O Araribóia Rock é um coletivo cultural e social que atua principalmente em Niterói e São Gonçalo. Criado em 2004 por Pedro de Luna junto com Marcelo “Blau Blau” Holanda e outros músicos, o AR promove a união das bandas de rock autoral dessas cidades em torno de uma causa: buscar mais espaço e apoio para a realização de eventos, que acontecem também em outros municípios do estado do Rio de Janeiro e na própria capital.

Banda "Seu Miranda" no evento Dia Mundial do Rock em 2010. Foto: Paulo Feldens

Ao longo dos anos, foram desenvolvidas atividades em parceria com instituições como a Secretaria Municipal de Cultura de Niterói, o SEBRAE-RJ, a Universidade Federal Fluminense e o Circuito Fora do Eixo. Além da música, o coletivo também se envolve em causas da cultura local, como a preservação do Cinema Icaraí e a reabertura da Estação Cantareira.

Evolução e detecção de problemas

Além das bandas que fazem parte do coletivo, alguns locais entraram no circuito viabilizando a realização de shows.
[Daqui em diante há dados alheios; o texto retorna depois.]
impl Dataset {
    /// Create an empty, non-mock dataset to be populated row by row.
    pub fn new() -> Self {
        Self {
            is_mock: false,
            finalized: false,
            rows: Vec::new(),
            protein_ids: HashSet::new(),
            peptide_seqs: HashSet::new(),
            roi: HashSet::new(),
            sorted_uids: Vec::new(),
            mocks: Vec::new(),
        }
    }

    /// Append one validated row. Fails on a finalized or mock dataset.
    ///
    /// Returns the uid assigned to the new row; uids are consecutive and
    /// double as row indices.
    pub fn add_row(
        &mut self,
        proteins: Vec<String>,
        peptides: Vec<String>,
        ratio: f64,
        pval: f64,
    ) -> Result<u32, EnrichError> {
        if self.finalized {
            return Err(EnrichError::AlreadyFinalized);
        }
        if self.is_mock {
            return Err(EnrichError::MockDataset(
                "cannot add rows to a mock dataset".to_string(),
            ));
        }

        let uid = self.rows.len() as u32;
        let row = DataRow::new(uid, proteins, peptides, ratio, pval)?;
        self.protein_ids.extend(row.proteins().iter().cloned());
        self.peptide_seqs.extend(row.peptides().iter().cloned());
        self.rows.push(row);
        Ok(uid)
    }

    /// Freeze the dataset: derive the ROI and sorted view, then materialize
    /// `config.replicates` mock replicates with the configured strategy.
    ///
    /// May be called exactly once; a second call fails.
    pub fn finalize<R: Rng + ?Sized>(
        &mut self,
        config: &AnalysisConfig,
        rng: &mut R,
    ) -> Result<(), EnrichError> {
        if self.finalized {
            return Err(EnrichError::AlreadyFinalized);
        }
        if self.is_mock {
            return Err(EnrichError::MockDataset(
                "mock datasets are finalized at construction".to_string(),
            ));
        }

        self.roi = derive_roi(&self.rows, config);
        self.sorted_uids = derive_sorted(&self.rows, config);

        let n = self.rows.len();
        self.mocks = Vec::with_capacity(config.replicates);
        match config.rand_method {
            RandMethod::Permutation => {
                let mut perm: Vec<usize> = (0..n).collect();
                for _ in 0..config.replicates {
                    perm.shuffle(rng);
                    let rows: Vec<DataRow> = (0..n)
                        .map(|i| {
                            let src = &self.rows[perm[i]];
                            self.rows[i].with_values(src.ratio(), src.pval())
                        })
                        .collect();
                    let mock = self.mock_from_rows(rows, config);
                    self.mocks.push(mock);
                }
                info!(
                    replicates = config.replicates,
                    "mock datasets generated with the permutation method"
                );
            }
            RandMethod::Empirical => {
                let ratios = self.finite_ratios();
                let edi = EmpiricalDistribution::fit(&ratios, EDI_BINS)
                    .ok_or(EnrichError::NoFiniteRatios)?;
                for _ in 0..config.replicates {
                    let rows: Vec<DataRow> = self
                        .rows
                        .iter()
                        .map(|row| {
                            let ratio = edi.sample(rng);
                            let pval = rng.gen_range(0.0..1.0);
                            row.with_values(ratio, pval)
                        })
                        .collect();
                    let mock = self.mock_from_rows(rows, config);
                    self.mocks.push(mock);
                }
                info!(
                    replicates = config.replicates,
                    "mock datasets generated with the empirical distribution method"
                );
            }
        }

        self.finalized = true;
        Ok(())
    }

    /// Build a finalized mock replicate sharing this dataset's identities.
    fn mock_from_rows(&self, rows: Vec<DataRow>, config: &AnalysisConfig) -> Dataset {
        let roi = derive_roi(&rows, config);
        Dataset {
            is_mock: true,
            finalized: true,
            rows,
            protein_ids: self.protein_ids.clone(),
            peptide_seqs: self.peptide_seqs.clone(),
            roi,
            sorted_uids: Vec::new(),
            mocks: Vec::new(),
        }
    }

    /// Access the `index`-th mock replicate.
    pub fn mock(&self, index: usize) -> Result<&Dataset, EnrichError> {
        if self.is_mock {
            return Err(EnrichError::MockDataset(
                "mock datasets carry no second-order mocks".to_string(),
            ));
        }
        if !self.finalized {
            return Err(EnrichError::NotFinalized);
        }
        self.mocks.get(index).ok_or(EnrichError::MockIndex(index))
    }

    pub fn mock_count(&self) -> usize {
        self.mocks.len()
    }

    pub fn is_finalized(&self) -> bool {
        self.finalized
    }

    pub fn is_mock(&self) -> bool {
        self.is_mock
    }

    pub fn len(&self) -> usize {
        self.rows.len()
    }

    pub fn is_empty(&self) -> bool {
        self.rows.is_empty()
    }

    pub fn rows(&self) -> &[DataRow] {
        &self.rows
    }

    /// Row lookup by uid; uids double as indices by construction.
    pub fn row(&self, uid: u32) -> Option<&DataRow> {
        self.rows.get(uid as usize)
    }

    /// Uids of the rows inside the region of interest.
    pub fn roi(&self) -> &HashSet<u32> {
        &self.roi
    }

    /// Row uids in the configured sort order. Empty for mock replicates.
    pub fn sorted_uids(&self) -> &[u32] {
        &self.sorted_uids
    }

    /// Distinct protein accessions observed across all rows.
    pub fn protein_ids(&self) -> &HashSet<String> {
        &self.protein_ids
    }

    /// Distinct peptide sequences observed across all rows.
    pub fn peptide_seqs(&self) -> &HashSet<String> {
        &self.peptide_seqs
    }

    /// All ratio values in row order (NaN included).
    pub fn ratios(&self) -> Vec<f64> {
        self.rows.iter().map(|r| r.ratio()).collect()
    }

    /// Ratio values with NaN and infinities filtered out.
    pub fn finite_ratios(&self) -> Vec<f64> {
        self.rows
            .iter()
            .map(|r| r.ratio())
            .filter(|r| r.is_finite())
            .collect()
    }
}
Neste ano, além de buscar uma nova logomarca para o coletivo, os principais articuladores realizam uma pesquisa de mapeamento da cena rock nas cidades de Niterói e São Gonçalo.

Na internet, o coletivo tem se articulado em todas as principais redes sociais, porém, segundo o fundador Pedro de Luna, não da forma ideal. A explicação dele é que os músicos dedicam mais tempo às suas próprias redes do que à do conjunto. O Araribóia Rock já teve experiência com blog, fotolog e Orkut. Há também o site institucional, que é mantido há anos, com as notícias e informações relevantes como histórico e bandas participantes – o festival anual Arariboia Rock 2010, realizado em dezembro último, foi o primeiro a ter um hotsite. Em entrevista ao site do Estrombo, Luna manifesta ainda sua vontade de hospedar músicas e vídeos das bandas do coletivo no site do AR.

Em reunião recente do grupo, foram diagnosticados alguns problemas que podem ajudá-los a dar prosseguimento à pesquisa de mapeamento. Questões como os horários ruins destinados aos shows em casas noturnas, a divulgação fraca, a baixa frequência dos eventos e a falta de relacionamento com o público são alguns dos entraves apontados.

Nesse mesmo encontro, foi comentado projeto de realização do evento Araribóia Rock Apresenta, além de terem discutido a proposta de transformar o Araribóia Rock em uma associação cultural para que o coletivo tenha uma sede para apresentações, cursos e local de trabalho.

O caso do Araribóia Rock mostra como é importante que a cadeia produtiva da música se articule em torno de questões que representem todos os profissionais envolvidos no processos de produzir, distribuir, circular e consumir música. Ao manter o foco na cena local de rock, é possível promover ações específicas que movimentam a economia desse lugar e do próprio gênero, explorando a capacidade criativa de músicos, técnicos e produtores culturais e os recursos econômicos (e também criativos) de selos, lojas e casas noturnas.

Para saber mais sobre o Araribóia Rock – inclusive como fazer parte dele – acesse o site.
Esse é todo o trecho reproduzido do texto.